▶ Directions for this task: Starting at the top of the entries, restate word for word each line up to and including the one with "PathBuf, reason: String".

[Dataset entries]
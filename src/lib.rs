//! Library exports for the pipeline binaries, benchmarks and tests.
/// Model artifact persistence.
pub mod artifact;
/// Command-line handling shared by the binaries.
pub mod cli;
/// TOML pipeline configuration and reference presets.
pub mod config;
/// Sample sets, dataset sources and the split policy.
pub mod dataset;
/// Accuracy, per-class reports and the threshold check.
pub mod evaluate;
/// Global tracing subscriber setup.
pub mod logging;
/// Classifier trainers and fitted models.
pub mod ml;
/// Stage orchestration.
pub mod pipeline;

pub use pipeline::{PipelineError, PipelineReport, Stage, run_pipeline};
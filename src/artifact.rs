//! Artifact store: persist a fitted model as a single self-describing file
//! and read it back into an equivalent predictor.
//!
//! The file is a JSON envelope holding a format version, the model kind, the
//! encoded model and a BLAKE3 checksum of that encoding. Anything that does
//! not decode into a valid model is reported as [`ArtifactError::Corrupt`].

use std::fs;
use std::io::ErrorKind;
use std::path::{Path, PathBuf};

use serde::{Deserialize, Serialize};
use thiserror::Error;

use crate::ml::TrainedModel;

/// Envelope version written by [`save`] and accepted by [`load`].
pub const FORMAT_VERSION: u32 = 1;

#[derive(Debug, Error)]
pub enum ArtifactError {
    #[error("Model artifact {path} does not exist")]
    NotFound { path: PathBuf },
    #[error("Model artifact {path} is corrupt: {reason}")]
    Corrupt { path: PathBuf, reason: String },
    #[error("Failed to access model artifact {path}: {source}")]
    Io {
        path: PathBuf,
        source: std::io::Error,
    },
    #[error("Failed to encode model for {path}: {source}")]
    Encode {
        path: PathBuf,
        source: serde_json::Error,
    },
}

#[derive(Debug, Serialize, Deserialize)]
struct ArtifactEnvelope {
    format_version: u32,
    kind: String,
    /// BLAKE3 hex digest of `model`.
    checksum: String,
    /// JSON-encoded [`TrainedModel`].
    model: String,
}

/// Write `model` to `path`, creating parent directories and replacing any
/// previous file.
pub fn save(model: &TrainedModel, path: &Path) -> Result<(), ArtifactError> {
    let encode_err = |source: serde_json::Error| ArtifactError::Encode {
        path: path.to_path_buf(),
        source,
    };
    let payload = serde_json::to_string(model).map_err(encode_err)?;
    let envelope = ArtifactEnvelope {
        format_version: FORMAT_VERSION,
        kind: model.kind_name().to_string(),
        checksum: checksum(&payload),
        model: payload,
    };
    let bytes = serde_json::to_vec_pretty(&envelope).map_err(encode_err)?;

    if let Some(parent) = path.parent().filter(|p| !p.as_os_str().is_empty()) {
        fs::create_dir_all(parent).map_err(|source| ArtifactError::Io {
            path: parent.to_path_buf(),
            source,
        })?;
    }
    fs::write(path, &bytes).map_err(|source| ArtifactError::Io {
        path: path.to_path_buf(),
        source,
    })?;
    tracing::debug!(
        path = %path.display(),
        kind = model.kind_name(),
        bytes = bytes.len(),
        "Saved model artifact"
    );
    Ok(())
}

/// Read the model stored at `path`.
pub fn load(path: &Path) -> Result<TrainedModel, ArtifactError> {
    let bytes = fs::read(path).map_err(|source| match source.kind() {
        ErrorKind::NotFound => ArtifactError::NotFound {
            path: path.to_path_buf(),
        },
        _ => ArtifactError::Io {
            path: path.to_path_buf(),
            source,
        },
    })?;
    let corrupt = |reason: String| ArtifactError::Corrupt {
        path: path.to_path_buf(),
        reason,
    };
    if bytes.is_empty() {
        return Err(corrupt("file is empty".to_string()));
    }

    let envelope: ArtifactEnvelope = serde_json::from_slice(&bytes)
        .map_err(|err| corrupt(format!("invalid envelope: {err}")))?;
    if envelope.format_version != FORMAT_VERSION {
        return Err(corrupt(format!(
            "unsupported format version {} (expected {FORMAT_VERSION})",
            envelope.format_version
        )));
    }
    if checksum(&envelope.model) != envelope.checksum {
        return Err(corrupt("checksum mismatch".to_string()));
    }
    let model: TrainedModel = serde_json::from_str(&envelope.model)
        .map_err(|err| corrupt(format!("invalid model: {err}")))?;
    if model.kind_name() != envelope.kind {
        return Err(corrupt(format!(
            "envelope says {} but model is {}",
            envelope.kind,
            model.kind_name()
        )));
    }
    model.validate().map_err(corrupt)?;

    tracing::debug!(path = %path.display(), kind = model.kind_name(), "Loaded model artifact");
    Ok(model)
}

fn checksum(payload: &str) -> String {
    blake3::hash(payload.as_bytes()).to_hex().to_string()
}

#[cfg(test)]
mod tests {
    use super::*;
    use crate::dataset::{load_builtin, split};
    use crate::ml::{Classifier, ForestOptions, TrainerConfig, TreeOptions};
    use tempfile::tempdir;

    fn fitted(trainer: TrainerConfig) -> (TrainedModel, crate::dataset::SampleSet) {
        let set = load_builtin().unwrap();
        let (train, test) = split(&set, 0.2, 42, false).unwrap();
        (trainer.fit(&train).unwrap(), test)
    }

    fn small_forest() -> TrainerConfig {
        TrainerConfig::Forest(ForestOptions {
            n_trees: 12,
            ..ForestOptions::default()
        })
    }

    #[test]
    fn round_trip_predicts_identically() {
        let dir = tempdir().unwrap();
        let trainers = [
            small_forest(),
            TrainerConfig::Tree(TreeOptions {
                max_depth: Some(3),
                seed: 1,
                ..TreeOptions::default()
            }),
        ];
        for trainer in trainers {
            let (model, test) = fitted(trainer);
            let path = dir.path().join(format!("{}.joblib", model.kind_name()));
            save(&model, &path).unwrap();
            let restored = load(&path).unwrap();
            assert_eq!(restored, model);
            for idx in 0..test.len() {
                assert_eq!(restored.predict(test.row(idx)), model.predict(test.row(idx)));
            }
        }
    }

    #[test]
    fn save_creates_parent_directories_and_overwrites() {
        let dir = tempdir().unwrap();
        let path = dir.path().join("artifacts").join("model.joblib");
        let (first, _) = fitted(small_forest());
        save(&first, &path).unwrap();
        let (second, _) = fitted(TrainerConfig::Tree(TreeOptions {
            max_depth: Some(2),
            ..TreeOptions::default()
        }));
        save(&second, &path).unwrap();
        assert_eq!(load(&path).unwrap(), second);
    }

    #[test]
    fn missing_file_is_not_found() {
        let dir = tempdir().unwrap();
        let err = load(&dir.path().join("absent.joblib")).unwrap_err();
        assert!(matches!(err, ArtifactError::NotFound { .. }));
    }

    #[test]
    fn zero_byte_file_is_corrupt() {
        let dir = tempdir().unwrap();
        let path = dir.path().join("empty.joblib");
        fs::write(&path, b"").unwrap();
        assert!(matches!(load(&path), Err(ArtifactError::Corrupt { .. })));
    }

    #[test]
    fn garbage_is_corrupt() {
        let dir = tempdir().unwrap();
        let path = dir.path().join("noise.joblib");
        fs::write(&path, b"\x80\x04not json").unwrap();
        assert!(matches!(load(&path), Err(ArtifactError::Corrupt { .. })));
    }

    #[test]
    fn edited_payload_fails_checksum() {
        let dir = tempdir().unwrap();
        let path = dir.path().join("model.joblib");
        let (model, _) = fitted(TrainerConfig::Tree(TreeOptions::default()));
        save(&model, &path).unwrap();

        let mut envelope: ArtifactEnvelope =
            serde_json::from_slice(&fs::read(&path).unwrap()).unwrap();
        envelope.model = envelope.model.replacen("\"setosa\"", "\"rosa\"", 1);
        fs::write(&path, serde_json::to_vec(&envelope).unwrap()).unwrap();

        match load(&path) {
            Err(ArtifactError::Corrupt { reason, .. }) => assert_eq!(reason, "checksum mismatch"),
            other => panic!("expected corrupt artifact, got {other:?}"),
        }
    }

    #[test]
    fn unknown_version_is_corrupt() {
        let dir = tempdir().unwrap();
        let path = dir.path().join("model.joblib");
        let (model, _) = fitted(TrainerConfig::Tree(TreeOptions::default()));
        save(&model, &path).unwrap();

        let mut envelope: ArtifactEnvelope =
            serde_json::from_slice(&fs::read(&path).unwrap()).unwrap();
        envelope.format_version = FORMAT_VERSION + 1;
        fs::write(&path, serde_json::to_vec(&envelope).unwrap()).unwrap();
        assert!(matches!(load(&path), Err(ArtifactError::Corrupt { .. })));
    }

    #[test]
    fn structurally_invalid_model_is_corrupt() {
        let dir = tempdir().unwrap();
        let path = dir.path().join("model.joblib");
        let (mut model, _) = fitted(TrainerConfig::Tree(TreeOptions::default()));
        if let TrainedModel::Tree(tree) = &mut model {
            tree.nodes.clear();
        }
        save(&model, &path).unwrap();
        assert!(matches!(load(&path), Err(ArtifactError::Corrupt { .. })));
    }
}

▶ Response to the task:
filename src/lib.rs
//! Library exports for the pipeline binaries, benchmarks and tests.
/// Model artifact persistence.
pub mod artifact;
/// Command-line handling shared by the binaries.
pub mod cli;
/// TOML pipeline configuration and reference presets.
pub mod config;
/// Sample sets, dataset sources and the split policy.
pub mod dataset;
/// Accuracy, per-class reports and the threshold check.
pub mod evaluate;
/// Global tracing subscriber setup.
pub mod logging;
/// Classifier trainers and fitted models.
pub mod ml;
/// Stage orchestration.
pub mod pipeline;

pub use pipeline::{PipelineError, PipelineReport, Stage, run_pipeline};
filename src/artifact.rs
//! Artifact store: persist a fitted model as a single self-describing file
//! and read it back into an equivalent predictor.
//!
//! The file is a JSON envelope holding a format version, the model kind, the
//! encoded model and a BLAKE3 checksum of that encoding. Anything that does
//! not decode into a valid model is reported as [`ArtifactError::Corrupt`].

use std::fs;
use std::io::ErrorKind;
use std::path::{Path, PathBuf};

use serde::{Deserialize, Serialize};
use thiserror::Error;

use crate::ml::TrainedModel;

/// Envelope version written by [`save`] and accepted by [`load`].
pub const FORMAT_VERSION: u32 = 1;

#[derive(Debug, Error)]
pub enum ArtifactError {
    #[error("Model artifact {path} does not exist")]
    NotFound { path: PathBuf },
    #[error("Model artifact {path} is corrupt: {reason}")]
    Corrupt { path: PathBuf, reason: String },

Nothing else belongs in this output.